Their aim is to reduce the use of suspensions overall and to cut back on disproportionately high suspension rates for black and Hispanic students. The argument is that poorly defined infractions are interpreted subjectively by teachers, opening the door for implicit bias to affect discipline rates. What one teacher sees as punishable defiant behavior may be seen differently by another, they’ve argued, especially when there’s a racial mismatch between the student and the teacher.

So new policies required schools to only suspend students for breaking a more narrow list of more-specific rules. Did they work?

A case study released Tuesday explores the effects of such a policy change on suspension rates, attendance, and achievement in Philadelphia Public Schools. It comes as civil rights advocates fear the U.S. Department of Education may revoke Obama-era civil rights guidance that inspired many school districts to change course on school discipline in an effort to reduce racial disparities.

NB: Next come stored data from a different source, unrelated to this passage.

use std::time::Duration;

use reqwest::blocking::{Client, RequestBuilder, Response};
use reqwest::header::{HeaderMap, HeaderName, HeaderValue, CONTENT_TYPE};
use reqwest::StatusCode;
use serde::{Deserialize, Serialize};
use serde_json::{json, Map, Value};
use tracing::debug;

use crate::error::{IndexError, Result};
use crate::filter::Filter;
use crate::{Point, ScoredPoint, VectorIndex};

/// Qdrant over its REST API.
pub struct QdrantIndex {
    http: Client,
    base_url: String,
    headers: HeaderMap,
}

impl QdrantIndex {
    pub fn new(url: &str, api_key: Option<&str>, timeout: Duration) -> Result<Self> {
        let http = Client::builder().timeout(timeout).build()?;
        let mut headers = HeaderMap::new();
        headers.insert(CONTENT_TYPE, HeaderValue::from_static("application/json"));
        if let Some(key) = api_key.filter(|k| !k.is_empty()) {
            headers.insert(
                HeaderName::from_static("api-key"),
                HeaderValue::from_str(key).map_err(|e| IndexError::Header(e.to_string()))?,
            );
        }
        Ok(Self {
            http,
            base_url: url.trim_end_matches('/').to_string(),
            headers,
        })
    }

    fn url(&self, path: &str) -> String {
        format!("{}{}", self.base_url, path)
    }

    fn send(&self, operation: &'static str, request: RequestBuilder) -> Result<Response> {
        let response = request.headers(self.headers.clone()).send()?;
        if response.status().is_success() {
            return Ok(response);
        }
        let status = response.status().as_u16();
        let body = response.text().unwrap_or_default();
        Err(IndexError::Status {
            operation,
            status,
            body,
        })
    }
}

#[derive(Serialize)]
struct WirePoint<'a> {
    id: &'a str,
    vector: &'a [f32],
    payload: &'a Map<String, Value>,
}

#[derive(Deserialize)]
struct Envelope<T> {
    result: T,
}

#[derive(Deserialize)]
struct WireHit {
    id: Value,
    score: f32,
    #[serde(default)]
    payload: Option<Map<String, Value>>,
}

#[derive(Deserialize)]
struct WireCount {
    count: u64,
}

impl VectorIndex for QdrantIndex {
    fn collection_exists(&self, name: &str) -> Result<bool> {
        let response = self
            .http
            .get(self.url(&format!("/collections/{name}")))
            .headers(self.headers.clone())
            .send()?;
        match response.status() {
            StatusCode::NOT_FOUND => Ok(false),
            status if status.is_success() => Ok(true),
            status => Err(IndexError::Status {
                operation: "collection_exists",
                status: status.as_u16(),
                body: response.text().unwrap_or_default(),
            }),
        }
    }

    fn create_collection(&self, name: &str, dims: usize) -> Result<()> {
        let body = json!({
            "vectors": {
                "size": dims,
                "distance": "Cosine"
            }
        });
        let response = self
            .http
            .put(self.url(&format!("/collections/{name}")))
            .headers(self.headers.clone())
            .json(&body)
            .send()?;
        match response.status() {
            StatusCode::OK | StatusCode::CREATED | StatusCode::CONFLICT => {
                debug!(collection = name, dims, "qdrant collection ready");
                Ok(())
            }
            status => Err(IndexError::Status {
                operation: "create_collection",
                status: status.as_u16(),
                body: response.text().unwrap_or_default(),
            }),
        }
    }

    fn upsert(&self, name: &str, points: Vec<Point>) -> Result<()> {
        if points.is_empty() {
            return Ok(());
        }
        let wire: Vec<WirePoint<'_>> = points
            .iter()
            .map(|p| WirePoint {
                id: &p.id,
                vector: &p.vector,
                payload: &p.payload,
            })
            .collect();
        let request = self
            .http
            .put(self.url(&format!("/collections/{name}/points")))
            .query(&[("wait", "true")])
            .json(&json!({ "points": wire }));
        self.send("upsert", request)?;
        Ok(())
    }

    fn search(
        &self,
        name: &str,
        vector: &[f32],
        filter: &Filter,
        limit: usize,
    ) -> Result<Vec<ScoredPoint>> {
        let mut body = json!({
            "vector": vector,
            "limit": limit,
            "with_payload": true,
        });
        if let Some(rendered) = filter.to_qdrant() {
            body["filter"] = rendered;
        }
        let request = self
            .http
            .post(self.url(&format!("/collections/{name}/points/search")))
            .json(&body);
        let parsed: Envelope<Vec<WireHit>> = self.send("search", request)?.json()?;
        Ok(parsed
            .result
            .into_iter()
            .map(|hit| ScoredPoint {
                id: match hit.id {
                    Value::String(s) => s,
                    other => other.to_string(),
                },
                score: hit.score,
                payload: hit.payload.unwrap_or_default(),
            })
            .collect())
    }

    fn count(&self, name: &str) -> Result<u64> {
        let request = self
            .http
            .post(self.url(&format!("/collections/{name}/points/count")))
            .json(&json!({ "exact": true }));
        let parsed: Envelope<WireCount> = self.send("count", request)?.json()?;
        Ok(parsed.result.count)
    }

    fn drop_collection(&self, name: &str) -> Result<bool> {
        let response = self
            .http
            .delete(self.url(&format!("/collections/{name}")))
            .headers(self.headers.clone())
            .send()?;
        match response.status() {
            StatusCode::NOT_FOUND => Ok(false),
            status if status.is_success() => {
                let parsed: Envelope<bool> = response.json()?;
                Ok(parsed.result)
            }
            status => Err(IndexError::Status {
                operation: "drop_collection",
                status: status.as_u16(),
                body: response.text().unwrap_or_default(),
            }),
        }
    }
}

#[cfg(test)]
mod tests {
    use super::*;

    #[test]
    fn rejects_invalid_api_key_header() {
        let err = QdrantIndex::new("http://localhost:6333", Some("bad\nkey"), Duration::from_secs(1));
        assert!(matches!(err, Err(IndexError::Header(_))));
    }

    #[test]
    fn hit_ids_accept_numbers_and_strings() {
        let raw = r#"{"result": [{"id": 7, "score": 0.5}, {"id": "abc", "score": 0.4, "payload": {"text": "x"}}]}"#;
        let parsed: Envelope<Vec<WireHit>> = serde_json::from_str(raw).unwrap();
        assert_eq!(parsed.result.len(), 2);
        assert_eq!(parsed.result[0].id, json!(7));
        assert!(parsed.result[0].payload.is_none());
    }
}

The report was released by the Thomas Fordham Institute, which has spoken out against that federal civil rights guidance, saying it is a top heavy mandate that takes decision-making out of the hands of educators and could lead to more chaotic classroom environments. Racial disparities in discipline rates may be a result of social factors that disproportionately affect students of color, like poverty and exposure to neighborhood violence, the report argues.

The 200,000-student Philadelphia district revised its code of conduct in September 2012, emphasizing in-school intervention over suspensions. Under the revised code, students were no longer allowed to be suspended out of school for “conduct violations” like failing to follow classroom rules or using profane or obscene language or gestures. For some other infractions, like public displays of affection and inappropriate use of electronic devices, students could only be suspended as a last resort.

Notably, only 18 percent of schools fully complied with the change. Sixty percent were “partial compliers,” which means they reduced but did not eliminate their use of out-of-school suspensions for conduct violations, and 17 percent did not comply at all.

Among the report’s findings:

  • Students who’d been previously suspended under the old code of conduct saw improved attendance, but not improved academic test scores in schools that fully complied with the rule change.
  • The district saw an initial drop in overall suspensions after the rule change, but that rate increased to its previous level after one year, in part because schools issued more suspensions for more severe offenses.
  • Students suspended for conduct infractions before the rule change were issued, on average, 1.45 fewer suspensions after the revision.
  • The change did not ease overall disproportionately high rates of suspensions for black students compared to their white peers. That’s in part because as black students received fewer suspensions for more minor conduct offenses, they received more suspensions for more serious infractions.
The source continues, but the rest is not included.